● **TASK TO COMPLETE**:
Output a verbatim copy of the data, cut off after the line that contains "file are ignored.".

··· INPUT RECORDS ···

//! Image storage port.

use async_trait::async_trait;

/// Removes stored images that are no longer referenced.
#[async_trait]
pub trait ImageStore: Send + Sync {
    /// Delete the image stored at `path`. Paths that name no stored file are ignored.
    async fn clear_image(&self, path: &str) -> Result<(), StorageError>;
}

/// Image storage errors.
#[derive(Debug, thiserror::Error)]
pub enum StorageError {
    #[error("I/O error: {0}")]
    Io(String),
}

···

● **RESPONSE FOR THIS EXERCISE**:
//! Image storage port.

use async_trait::async_trait;

/// Removes stored images that are no longer referenced.
#[async_trait]
pub trait ImageStore: Send + Sync {
    /// Delete the image stored at `path`. Paths that name no stored file are ignored.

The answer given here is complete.